Task instructions
Among the entries that follow, how many lines contain the word "restarted"? Give the number alone.

(Saved entries)
..............................

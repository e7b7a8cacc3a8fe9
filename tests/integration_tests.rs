//! Integration tests for the game loop: full games driven through actions and ticks

use blockfall::core::{Board, GameState, Randomizer};
use blockfall::engine::Session;
use blockfall::types::{GameAction, GamePhase, PieceKind, BOARD_WIDTH, NEXT_QUEUE_LEN};

/// First seed in `1..` whose opening piece is `kind`.
fn seed_starting_with(kind: PieceKind) -> u32 {
    (1..100_000)
        .find(|&seed| GameState::new(seed).player().kind == kind)
        .unwrap()
}

/// Play until the game ends by dropping every piece straight down.
fn drop_until_over(state: &mut GameState) -> usize {
    let mut pieces = 0;
    while !state.is_game_over() {
        state.apply_action(GameAction::HardDrop);
        state.tick(0);
        pieces += 1;
        assert!(pieces < 1_000, "game never ended");
    }
    pieces
}

#[test]
fn test_game_lifecycle() {
    let mut state = GameState::new(12345);
    assert_eq!(state.phase(), GamePhase::Running);

    assert!(state.apply_action(GameAction::TogglePause));
    assert_eq!(state.phase(), GamePhase::Paused);
    assert!(state.apply_action(GameAction::TogglePause));
    assert_eq!(state.phase(), GamePhase::Running);

    drop_until_over(&mut state);
    assert_eq!(state.phase(), GamePhase::GameOver);

    assert!(state.apply_action(GameAction::Restart));
    assert_eq!(state.phase(), GamePhase::Running);
    assert_eq!(state.board().filled_count(), 0);
}

#[test]
fn test_same_seed_replays_identically() {
    let actions = [
        GameAction::MoveLeft,
        GameAction::Rotate,
        GameAction::HardDrop,
        GameAction::MoveRight,
        GameAction::MoveRight,
        GameAction::RotateCcw,
        GameAction::Hold,
        GameAction::SoftDrop,
        GameAction::HardDrop,
    ];

    let play = |seed| {
        let mut state = GameState::new(seed);
        for _ in 0..10 {
            for action in actions {
                state.apply_action(action);
                state.tick(16);
            }
        }
        state.snapshot()
    };

    assert_eq!(play(77), play(77));
}

#[test]
fn test_gravity_reaches_floor() {
    let seed = seed_starting_with(PieceKind::O);
    let mut state = GameState::new(seed);

    // 18 rows at 1000ms each, then one more step to lock.
    for _ in 0..18 {
        state.tick(1000);
    }
    assert_eq!(state.player().pos.y, 18);
    assert_eq!(state.board().filled_count(), 0);

    state.tick(1000);
    assert_eq!(state.board().filled_count(), 4);
    assert_eq!(state.player().pos.y, 0);
}

#[test]
fn test_small_ticks_add_up() {
    let mut state = GameState::new(5);
    for _ in 0..62 {
        state.tick(16);
    }
    // 992ms so far.
    assert_eq!(state.player().pos.y, 0);
    state.tick(16);
    assert_eq!(state.player().pos.y, 1);
}

#[test]
fn test_tetris_scores_800() {
    let seed = seed_starting_with(PieceKind::I);
    let mut board = Board::new();
    for y in 16..20 {
        for x in 0..BOARD_WIDTH as i8 {
            if x != 0 {
                board.set(x, y, Some(PieceKind::J));
            }
        }
    }
    let mut state = GameState::with_board(seed, board);
    assert_eq!(state.player().kind, PieceKind::I);

    // Stand the I up in column 0.
    state.apply_action(GameAction::Rotate);
    while state.apply_action(GameAction::MoveLeft) {}
    state.apply_action(GameAction::HardDrop);
    state.tick(0);

    assert_eq!(state.lines(), 4);
    // 800 * (0 + 1) + 50 * 1
    assert_eq!(state.score(), 850);
    assert_eq!(state.board().filled_count(), 0);
}

#[test]
fn test_queue_length_constant_through_game() {
    let mut state = GameState::with_randomizer(3, Randomizer::SevenBag);
    for _ in 0..30 {
        if state.is_game_over() {
            break;
        }
        assert_eq!(state.next_pieces().len(), NEXT_QUEUE_LEN);
        state.apply_action(GameAction::HardDrop);
        state.tick(0);
    }
}

#[test]
fn test_seven_bag_first_seven_pieces_are_distinct() {
    let state = GameState::with_randomizer(11, Randomizer::SevenBag);
    let mut seen = vec![state.player().kind];
    seen.extend_from_slice(state.next_pieces());

    let mut state = state;
    for _ in 0..2 {
        state.apply_action(GameAction::HardDrop);
        state.tick(0);
        seen.push(state.next_pieces()[NEXT_QUEUE_LEN - 1]);
    }

    seen.sort_by_key(|k| k.index());
    seen.dedup();
    assert_eq!(seen.len(), 7);
}

/// Current piece followed by the preview queue.
fn upcoming(state: &GameState) -> Vec<PieceKind> {
    let mut pieces = vec![state.player().kind];
    pieces.extend_from_slice(state.next_pieces());
    pieces
}

/// Play `drops` pieces straight down from `seed`, then restart.
fn restart_after(seed: u32, drops: usize) -> GameState {
    let mut state = GameState::new(seed);
    for _ in 0..drops {
        state.apply_action(GameAction::HardDrop);
        state.tick(0);
    }
    state.restart();
    state
}

#[test]
fn test_restart_starts_a_different_sequence() {
    let first = upcoming(&GameState::new(99));
    let restarted = restart_after(99, 5);

    assert_ne!(upcoming(&restarted), first);
    assert_eq!(restarted.randomizer(), Randomizer::Uniform);
    assert_eq!(restarted.score(), 0);
    assert_eq!(restarted.lines(), 0);
    assert_eq!(restarted.board().filled_count(), 0);
    assert_eq!(restarted.next_pieces().len(), NEXT_QUEUE_LEN);
}

#[test]
fn test_restart_sequence_is_reproducible_from_history() {
    // Same seed and same play: the restarted game is the same.
    assert_eq!(upcoming(&restart_after(99, 5)), upcoming(&restart_after(99, 5)));
    // A different history draws a different number of pieces first.
    assert_ne!(upcoming(&restart_after(99, 5)), upcoming(&restart_after(99, 0)));
}

#[test]
fn test_restart_keeps_seven_bag() {
    let mut state = GameState::with_randomizer(4, Randomizer::SevenBag);
    state.restart();
    assert_eq!(state.randomizer(), Randomizer::SevenBag);

    // A fresh bag: the first seven pieces of the new game are all distinct.
    let mut seen = upcoming(&state);
    for _ in 0..2 {
        state.apply_action(GameAction::HardDrop);
        state.tick(0);
        seen.push(state.next_pieces()[NEXT_QUEUE_LEN - 1]);
    }
    seen.sort_by_key(|k| k.index());
    seen.dedup();
    assert_eq!(seen.len(), 7);
}

#[test]
fn test_session_drives_a_full_game() {
    let mut session = Session::new(2024);
    let mut frames = 0;
    while !session.state().is_game_over() {
        session.push(GameAction::HardDrop);
        session.advance(16);
        frames += 1;
        assert!(frames < 1_000);
    }

    session.push(GameAction::Restart);
    session.drain();
    assert_eq!(session.state().phase(), GamePhase::Running);
}
use criterion::{black_box, criterion_group, criterion_main, Criterion};
use blockfall::core::{try_rotate, Board, GameSnapshot, GameState, Player};
use blockfall::engine::Session;
use blockfall::term::{FrameBuffer, GameView, Viewport};
use blockfall::types::{GameAction, PieceKind};

fn bench_tick(c: &mut Criterion) {
    let mut state = GameState::new(12345);

    c.bench_function("game_tick_16ms", |b| {
        b.iter(|| {
            if state.is_game_over() {
                state.restart();
            }
            state.tick(black_box(16));
        })
    });
}

fn bench_line_clear(c: &mut Criterion) {
    let mut board = Board::new();
    for y in 16..20 {
        for x in 0..10 {
            board.set(x, y, Some(PieceKind::I));
        }
    }

    c.bench_function("clear_4_lines", |b| {
        b.iter(|| black_box(&board).clear_lines())
    });
}

fn bench_hard_drop_and_lock(c: &mut Criterion) {
    let mut state = GameState::new(12345);

    c.bench_function("hard_drop_lock", |b| {
        b.iter(|| {
            if state.is_game_over() {
                state.restart();
            }
            state.apply_action(GameAction::HardDrop);
            state.tick(0);
        })
    });
}

fn bench_move(c: &mut Criterion) {
    let mut state = GameState::new(12345);

    c.bench_function("move_left_right", |b| {
        b.iter(|| {
            state.move_left();
            state.move_right();
        })
    });
}

fn bench_try_rotate(c: &mut Criterion) {
    let board = Board::new();
    let player = Player::spawn(PieceKind::T);

    c.bench_function("try_rotate", |b| {
        b.iter(|| try_rotate(black_box(&player), &board, 1))
    });
}

fn bench_session_frame(c: &mut Criterion) {
    let mut session = Session::new(12345);
    let view = GameView::default();
    let mut fb = FrameBuffer::new(80, 24);
    let mut snap = GameSnapshot::default();

    c.bench_function("session_frame_render", |b| {
        b.iter(|| {
            session.push(GameAction::MoveLeft);
            session.advance(16);
            session.state().snapshot_into(&mut snap);
            view.render_into(&snap, session.particles(), Viewport::new(80, 24), &mut fb);
        })
    });
}

criterion_group!(
    benches,
    bench_tick,
    bench_line_clear,
    bench_hard_drop_and_lock,
    bench_move,
    bench_try_rotate,
    bench_session_frame
);
criterion_main!(benches);
//! Runtime configuration read from the environment.
//!
//! | Variable               | Meaning                              | Default  |
//! |------------------------|--------------------------------------|----------|
//! | `BLOCKFALL_SEED`       | RNG seed (u32)                       | random   |
//! | `BLOCKFALL_TICK_MS`    | Frame/tick interval in milliseconds  | 16       |
//! | `BLOCKFALL_RANDOMIZER` | `uniform` or `bag`                   | uniform  |
//! | `BLOCKFALL_LOG_PATH`   | Log file (logging is off when unset) | unset    |
//!
//! Unparsable values fall back to the default with a warning.

use std::env;
use std::path::PathBuf;

use log::warn;

use crate::core::Randomizer;
use crate::types::TICK_MS;

#[derive(Debug, Clone, PartialEq, Eq)]
pub struct Config {
    pub seed: u32,
    pub tick_ms: u32,
    pub randomizer: Randomizer,
    pub log_path: Option<PathBuf>,
}

impl Default for Config {
    fn default() -> Self {
        Self {
            seed: rand::random(),
            tick_ms: TICK_MS,
            randomizer: Randomizer::default(),
            log_path: None,
        }
    }
}

impl Config {
    pub fn from_env() -> Self {
        Self::from_lookup(|key| env::var(key).ok())
    }

    /// Build from any key lookup (the process environment in [`Config::from_env`]).
    pub fn from_lookup(lookup: impl Fn(&str) -> Option<String>) -> Self {
        let var = |key: &str| {
            lookup(key)
                .map(|s| s.trim().to_string())
                .filter(|s| !s.is_empty())
        };
        let mut config = Self::default();

        if let Some(raw) = var("BLOCKFALL_SEED") {
            match raw.parse() {
                Ok(seed) => config.seed = seed,
                Err(_) => warn!("BLOCKFALL_SEED={:?} is not a u32, using random seed", raw),
            }
        }

        if let Some(raw) = var("BLOCKFALL_TICK_MS") {
            match raw.parse::<u32>() {
                Ok(ms) if ms > 0 => config.tick_ms = ms,
                _ => warn!("BLOCKFALL_TICK_MS={:?} is invalid, using {}", raw, TICK_MS),
            }
        }

        if let Some(raw) = var("BLOCKFALL_RANDOMIZER") {
            match Randomizer::from_str(&raw) {
                Some(randomizer) => config.randomizer = randomizer,
                None => warn!("BLOCKFALL_RANDOMIZER={:?} is unknown, using uniform", raw),
            }
        }

        config.log_path = var("BLOCKFALL_LOG_PATH").map(PathBuf::from);
        config
    }
}

#[cfg(test)]
mod tests {
    use super::*;
    use std::collections::HashMap;

    fn config_from(pairs: &[(&str, &str)]) -> Config {
        let vars: HashMap<String, String> = pairs
            .iter()
            .map(|(k, v)| (k.to_string(), v.to_string()))
            .collect();
        Config::from_lookup(|key| vars.get(key).cloned())
    }

    #[test]
    fn test_defaults() {
        let config = config_from(&[]);
        assert_eq!(config.tick_ms, 16);
        assert_eq!(config.randomizer, Randomizer::Uniform);
        assert_eq!(config.log_path, None);
    }

    #[test]
    fn test_all_values() {
        let config = config_from(&[
            ("BLOCKFALL_SEED", "42"),
            ("BLOCKFALL_TICK_MS", " 33 "),
            ("BLOCKFALL_RANDOMIZER", "bag"),
            ("BLOCKFALL_LOG_PATH", "/tmp/blockfall.log"),
        ]);
        assert_eq!(config.seed, 42);
        assert_eq!(config.tick_ms, 33);
        assert_eq!(config.randomizer, Randomizer::SevenBag);
        assert_eq!(config.log_path, Some(PathBuf::from("/tmp/blockfall.log")));
    }

    #[test]
    fn test_invalid_values_fall_back() {
        let config = config_from(&[
            ("BLOCKFALL_TICK_MS", "0"),
            ("BLOCKFALL_RANDOMIZER", "tetris"),
            ("BLOCKFALL_LOG_PATH", "   "),
        ]);
        assert_eq!(config.tick_ms, 16);
        assert_eq!(config.randomizer, Randomizer::Uniform);
        assert_eq!(config.log_path, None);

        let config = config_from(&[("BLOCKFALL_TICK_MS", "fast")]);
        assert_eq!(config.tick_ms, 16);
    }

    #[test]
    fn test_from_env_does_not_panic() {
        let _config = Config::from_env();
    }
}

..............................

Your solution
8